On Aug 11, 2009, at 2:16 AM, Seth Mattinen wrote:
Show me a clustered filesystem that can guarantee that each file is stored in at least 3 different data centers and can scale linearly by simply adding more servers (let's say at least up to thousands).
Easy, AFS. It is known to support tens of thousands of clients [1] and it's not exactly new. Like supporting the quirks of NFS, the quirks
of a clustered filesystem could be found and dealt with, too.
I was more thinking about thousands of servers, not clients. Each
server should contribute to the amount of storage you have. Buying
huge storages is more expensive. Also it would be nice if you could
just keep plugging in more servers to get more storage space, disk I/O
and CPU and the system would just automatically reconfigure itself to
take advantage of those. I can't really see any of that happening
easily with AFS.
Key/value databases are hardly a magic bullet for redundancy. You
don't get 3 copies in different datacenters by simply switching to a database-style storage.
Some (several?) of them can be somewhat easily configured to support
that. (That's what their web pages say, anyway.)

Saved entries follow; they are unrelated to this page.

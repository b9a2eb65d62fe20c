//! In-memory CSV download link for the token table

use crate::error::Result;
use crate::processing::pipeline::TokenTable;
use base64::engine::general_purpose::STANDARD;
use base64::Engine;
use chrono::{DateTime, Local};
use serde::{Deserialize, Serialize};

pub const DOWNLOAD_HEADER: &str = "📩 ⬇️ Download CSV file";

#[derive(Debug, Clone, PartialEq, Serialize, Deserialize)]
pub struct DownloadLink {
    pub filename: String,
    /// `data:` URI carrying the base64 encoded CSV
    pub href: String,
    pub html: String,
}

impl DownloadLink {
    /// Decode the CSV carried by the link
    pub fn csv(&self) -> Option<String> {
        let encoded = self.href.strip_prefix("data:file/csv;base64,")?;
        let bytes = STANDARD.decode(encoded).ok()?;
        String::from_utf8(bytes).ok()
    }
}

pub fn download_filename(timestamp: DateTime<Local>) -> String {
    format!("nlp_result_{}_.csv", timestamp.format("%Y%m%d-%H%M%S"))
}

/// Serialize the table to CSV and wrap it in a `data:` anchor
pub fn make_downloadable(table: &TokenTable, timestamp: DateTime<Local>) -> Result<DownloadLink> {
    let csv = table.to_csv()?;
    let filename = download_filename(timestamp);
    let href = format!("data:file/csv;base64,{}", STANDARD.encode(csv.as_bytes()));
    let html = format!(r#"<a href="{}" download="{}">Click here!</a>"#, href, filename);
    log::debug!("Prepared {} ({} bytes of CSV)", filename, csv.len());

    Ok(DownloadLink { filename, href, html })
}

#[cfg(test)]
mod tests {
    use super::*;
    use chrono::TimeZone;

    #[test]
    fn test_filename_format() {
        let ts = Local.with_ymd_and_hms(2021, 3, 9, 14, 5, 7).unwrap();
        assert_eq!(download_filename(ts), "nlp_result_20210309-140507_.csv");
    }

    #[test]
    fn test_link_carries_table() {
        let table = TokenTable::default();
        let link = make_downloadable(&table, Local::now()).unwrap();
        assert!(link.href.starts_with("data:file/csv;base64,"));
        assert!(link.html.contains("Click here!"));
        assert!(link.html.contains(&format!("download=\"{}\"", link.filename)));
        assert_eq!(link.csv().unwrap(), table.to_csv().unwrap());
    }
}
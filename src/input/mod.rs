//! Input processing module
//! Handles media type detection, text extraction, and input management

pub mod file_detector;
pub mod text_extractor;
pub mod manager;

pub use file_detector::MediaType;
pub use manager::InputManager;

Clustered filesystems are also complex. They're much more complex
than what Dovecot really requires.I mention it because you stated wanting to outsource the storage portion. The complexity of whatever database engine you choose or supporting a clustered filesystem (like NFS) is a wash since you're
not maintaining either one personally.
I also want something that's cheap and easy to scale. Sure, people who
already have NFS/AFS/etc. systems can keep using Dovecot with the
filesystem backends, but I don't think it's the cheapest or easiest
choice. There's a reason why e.g. Amazon S3 isn't running on top of
them.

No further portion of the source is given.